Hello to everyone who are on this topic. It has been few years now, since we started using amplify as a backbone to our products and back in the time, there was a working solution on how to do REAL inline step debugging with VS Code. At the time, we had to develop a complex layer on top of our custom resolvers which wouldn't be possible without the ability to inspect the process internally. Ever since amplify cli changed the way it spawns the child process that call the resolver in the appropriate context, while running locally, I feel like I lost both of my hands. It has been a real pain to keep the dev performing the same as before. Finally, it has been two days, since I hit an impossible to trace issue in our code base, for which I desperately needed a way to inspect (in real scenario) the code, running on my machine with a debugger...

Following everything that I have read so far during the last two years, including the last 30 hours of non sleep, had finally resulted in the following 100% working solution to get the job done.

First, I had recently configured my localhost to point to local ip v6 address. It was the main reason, that I had to clone the entire amplify cli source and build it my self, so that reverse engineering it, I found out that there is lower communication layer for the dynamodb emulator, that cannot handle the ip v6 (hopefully yet!).
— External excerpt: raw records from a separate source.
use std::{
    collections::{BTreeMap, HashMap},
    hash::Hash,
    time::Duration,
};
use tokio::time::Instant;
use tracing::debug;

/// Cache entry con TTL propio
#[derive(Debug, Clone)]
struct CacheEntry<V> {
    value: V,
    inserted_at: Instant,
    ttl: Duration,
    /// Momento lógico del último acceso
    tick: u64,
}

impl<V> CacheEntry<V> {
    fn is_expired(&self, now: Instant) -> bool {
        now.saturating_duration_since(self.inserted_at) >= self.ttl
    }
}

/// Bounded LRU map with per-entry TTL.
///
/// Not synchronized: the owner wraps it in a lock. Expired entries are only
/// dropped when they are looked up (or pushed out by capacity), there is no
/// sweep.
#[derive(Debug)]
pub struct LRUCache<K: Clone + Eq + Hash, V> {
    entries: HashMap<K, CacheEntry<V>>,
    /// tick -> key, oldest first
    recency: BTreeMap<u64, K>,
    capacity: usize,
    next_tick: u64,
}

impl<K, V> LRUCache<K, V>
where
    K: Clone + Eq + Hash,
    V: Clone,
{
    pub fn new(capacity: usize) -> Self {
        Self {
            entries: HashMap::new(),
            recency: BTreeMap::new(),
            capacity: capacity.max(1),
            next_tick: 0,
        }
    }

    /// Returns a fresh value and marks it most recently used.
    ///
    /// An expired entry is removed and reported as absent.
    pub fn get(&mut self, key: &K, now: Instant) -> Option<V> {
        let expired = self.entries.get(key)?.is_expired(now);
        if expired {
            self.remove(key);
            debug!("⏰ Entrada expirada removida del cache");
            return None;
        }

        let tick = self.bump_tick();
        let entry = self.entries.get_mut(key)?;
        self.recency.remove(&entry.tick);
        entry.tick = tick;
        self.recency.insert(tick, key.clone());
        Some(entry.value.clone())
    }

    /// Inserts or replaces `key`, evicting the least recently used entry if
    /// the cache is full. Returns the evicted key, if any.
    pub fn insert_with_ttl(&mut self, key: K, value: V, ttl: Duration, now: Instant) -> Option<K> {
        let mut evicted = None;

        if let Some(old) = self.entries.remove(&key) {
            self.recency.remove(&old.tick);
        } else if self.entries.len() >= self.capacity {
            evicted = self.evict_lru();
        }

        let tick = self.bump_tick();
        self.recency.insert(tick, key.clone());
        self.entries.insert(
            key,
            CacheEntry {
                value,
                inserted_at: now,
                ttl,
                tick,
            },
        );

        evicted
    }

    pub fn remove(&mut self, key: &K) -> Option<V> {
        let entry = self.entries.remove(key)?;
        self.recency.remove(&entry.tick);
        Some(entry.value)
    }

    pub fn contains(&self, key: &K) -> bool {
        self.entries.contains_key(key)
    }

    pub fn len(&self) -> usize {
        self.entries.len()
    }

    pub fn is_empty(&self) -> bool {
        self.entries.is_empty()
    }

    pub fn capacity(&self) -> usize {
        self.capacity
    }

    fn evict_lru(&mut self) -> Option<K> {
        let (_, key) = self.recency.pop_first()?;
        self.entries.remove(&key);
        Some(key)
    }

    fn bump_tick(&mut self) -> u64 {
        self.next_tick += 1;
        self.next_tick
    }
}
This was the moment that I finally figured out where does this package amplify-nodejs-function-runtime-provider comes from and where it goes to. Basically, this is the layer that receives the mocked context from the local dev server and instantiates a spawned process from the dev server, emulating a serverless way of cold starting our resolver.

It became clear, after inspecting closer this comment that even tough the code has changed, it should be possible to send --inspect argument to the spawned process, to which we could later attach with remote debugger. So:

  1. Remove your currently installed amplify cli from your global node modules.
  2. git clone https://github.com/aws-amplify/amplify-cli.git and optionally checkout your preferred version tag/branch
  3. cd amplify-cli&&yarn
  4. Edit amplify-cli/packages/amplify-nodejs-function-runtime-provider/src/utils/invoke.ts at line 6 as follows Screenshot 2023-04-19 at 21 32 22
  1. You can also add some basic logic, check env variable and change the parameters for example, just so you dont need to recompile the cli every time.
  2. So far, so good, run yarn setup-dev and leave it for few minutes. It will compile the whole cli. Keep in mind, if you make more changes, you must run yarn clean before running yarn setup-dev again.
  3. Create two files in your local .vsconfig folder as follows
    
    // launch.json

{ "version": "0.2.0", "configurations": [ { "name": "Amplify", "type": "node", "request": "attach", "port": 9229, "timeout": 0, "restart": true, "continueOnAttach": true, "preLaunchTask": "runAmplifyHost", "postDebugTask": "stopAmplifyHost" }, ], }

// tasks.json

{ "version": "2.0.0", "tasks": [ { "type": "shell", "label": "runAmplifyHost", "command": "node", "args": ["/amplify-cli/packages/amplify-cli/bin/amplify", "mock", "api", "--timeout", "30"], "problemMatcher": { "pattern": { "regexp": "" }, "background": { "activeOnStart": true, "beginsPattern": "^.GraphQL schema compiled successfully.", "endsPattern": "^.AppSync Mock endpoint is running at." } }, "isBackground": true, }, { "label": "stopAmplifyHost", "command": "echo ${input:terminate}", "type": "shell", } ], "inputs": [ { "id": "terminate", "type": "command", "command": "workbench.action.tasks.terminate", "args": "terminateAll" } ] }



* in the ```tasks.json``` file, replace the command place holder with the path of your cli build

* Keep in mind, placing a breakpoint will stay grey, because the file is not in the memory. Once you call your endpoint, it will load the file and spawn it in a process, this will open a debug session, while VS Code is trying to connect to it and your breakpoints will become red. Once the resolver is complete, you breakpoints will become grey again.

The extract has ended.